**WHAT YOU WILL DO**:
Whenever a line below mentions the word "category", that line should be copied.

=== Begin Enclosure ===

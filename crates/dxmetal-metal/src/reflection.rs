//! Backend pipeline reflection.
//!
//! When a pipeline compiles, the backend reports the arguments each stage
//! actually consumes: bind indices, argument kinds, and for buffer
//! arguments the struct member layout the compiler settled on. The
//! translation layer cross-checks this against the source shader's own
//! reflection to catch cross-compiler drift.

/// The kind of one pipeline argument.
#[derive(Debug, Clone, PartialEq, Eq)]
pub enum ArgumentKind {
    /// A buffer argument with its struct member layout.
    Buffer {
        /// Members of the buffer's struct type, in declaration order.
        members: Vec<StructMember>,
    },
    /// A texture argument.
    Texture,
    /// A sampler argument.
    Sampler,
    /// A threadgroup memory argument.
    ThreadgroupMemory,
}

/// One member of a buffer argument's struct type.
#[derive(Debug, Clone, PartialEq, Eq)]
pub struct StructMember {
    /// Member name.
    pub name: String,
    /// Byte offset within the struct.
    pub offset: u32,
}

/// One argument of a compiled pipeline stage.
#[derive(Debug, Clone, PartialEq, Eq)]
pub struct PipelineArgument {
    /// Argument name as seen by the backend compiler.
    pub name: String,
    /// Bind index in the stage's argument table.
    pub index: u32,
    /// Whether the argument is actually used by the compiled code.
    pub active: bool,
    /// Argument kind and kind-specific details.
    pub kind: ArgumentKind,
}

/// Reflection for a compiled pipeline.
#[derive(Debug, Clone, Default, PartialEq, Eq)]
pub struct PipelineReflection {
    /// Vertex-stage arguments (or the kernel's arguments for compute).
    pub vertex_arguments: Vec<PipelineArgument>,
    /// Fragment-stage arguments; empty for compute pipelines.
    pub fragment_arguments: Vec<PipelineArgument>,
}
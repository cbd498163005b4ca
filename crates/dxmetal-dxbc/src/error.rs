use core::fmt;

/// The broad category of a parse failure.
#[derive(Debug, Clone, Copy, PartialEq, Eq)]
pub enum DxbcErrorKind {
    /// The fixed container header is missing or self-contradictory.
    MalformedHeader,
    /// The chunk offset table points outside the container or into itself.
    MalformedOffsets,
    /// An offset or size escapes the container's declared bounds.
    OutOfBounds,
    /// A chunk payload is structurally invalid.
    InvalidChunk,
}

/// An error produced while parsing a `DXBC` container or one of its chunks.
///
/// Parsing is fail-fast: the first structural problem aborts the whole parse
/// and no partial reflection data is produced.
#[derive(Debug, Clone, PartialEq, Eq)]
pub struct DxbcError {
    kind: DxbcErrorKind,
    context: String,
}

impl DxbcError {
    pub(crate) fn malformed_header(context: impl Into<String>) -> Self {
        DxbcError {
            kind: DxbcErrorKind::MalformedHeader,
            context: context.into(),
        }
    }

    pub(crate) fn malformed_offsets(context: impl Into<String>) -> Self {
        DxbcError {
            kind: DxbcErrorKind::MalformedOffsets,
            context: context.into(),
        }
    }

    pub(crate) fn out_of_bounds(context: impl Into<String>) -> Self {
        DxbcError {
            kind: DxbcErrorKind::OutOfBounds,
            context: context.into(),
        }
    }

    pub(crate) fn invalid_chunk(context: impl Into<String>) -> Self {
        DxbcError {
            kind: DxbcErrorKind::InvalidChunk,
            context: context.into(),
        }
    }

    /// Returns the error category.
    pub fn kind(&self) -> DxbcErrorKind {
        self.kind
    }

    /// Returns the human-readable context describing what failed and where.
    pub fn context(&self) -> &str {
        &self.context
    }
}

impl fmt::Display for DxbcError {
    fn fmt(&self, f: &mut fmt::Formatter<'_>) -> fmt::Result {
        let kind = match self.kind {
            DxbcErrorKind::MalformedHeader => "malformed DXBC header",
            DxbcErrorKind::MalformedOffsets => "malformed DXBC chunk offsets",
            DxbcErrorKind::OutOfBounds => "DXBC read out of bounds",
            DxbcErrorKind::InvalidChunk => "invalid DXBC chunk",
        };
        write!(f, "{kind}: {}", self.context)
    }
}

impl std::error::Error for DxbcError {}
//! The DirectX11-to-Metal translation engine.
//!
//! [`Context`] presents a D3D11-shaped frontend: shader registration from
//! DXBC bytecode, slot-indexed resource binding, deferred clears, draws,
//! dispatches, occlusion queries and frame pacing. Behind it sit a shader
//! registry, a configuration-keyed pipeline cache with reflection
//! cross-validation, dirty-range state tracking, transient ring allocators
//! and a debug-marker queue that survives encoder switches.
//!
//! Backends are injected as [`dxmetal_metal`] trait objects; nothing here
//! talks to a GPU directly.

#![forbid(unsafe_code)]
#![deny(missing_docs)]

/// Context construction parameters.
pub mod config;
/// The translation context.
pub mod context;
mod error;
/// Debug-marker queueing across encoder switches.
pub mod events;
/// Frame pipelining primitives.
pub mod frame;
/// Pipeline cache and reflection validation.
pub mod pipeline;
/// Transient ring allocation.
pub mod ring;
/// Shader registry.
pub mod shader;
/// Cached binding state and dirty tracking.
pub mod state;
/// Render target views with deferred clears.
pub mod target;

pub use crate::config::ContextConfig;
pub use crate::context::{Context, QueryId};
pub use crate::error::{ContextError, PipelineError};
pub use crate::events::{FlushMode, GpuEventQueue};
pub use crate::frame::{ContextEvent, FrameSemaphore};
pub use crate::pipeline::{Pipeline, PipelineCache, PipelineConfiguration, PipelineState};
pub use crate::ring::RingBuffer;
pub use crate::shader::{Shader, ShaderId, ShaderRegistry, ShaderStage};
pub use crate::state::{
    vertex_buffer_table_index, MAX_CONSTANT_BUFFERS, MAX_STAGE_BUFFERS, MAX_STAGE_SAMPLERS,
    MAX_STAGE_TEXTURES, MAX_UAV_BUFFERS, MAX_VERTEX_BUFFERS, UAV_BUFFER_BASE,
};
pub use crate::target::{
    DepthStencilTargetHandle, DepthStencilView, RenderTargetHandle, RenderTargetView,
};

=== End Enclosure ===

**REPLY TO THE TASK**:
/// The broad category of a parse failure.
    /// Returns the error category.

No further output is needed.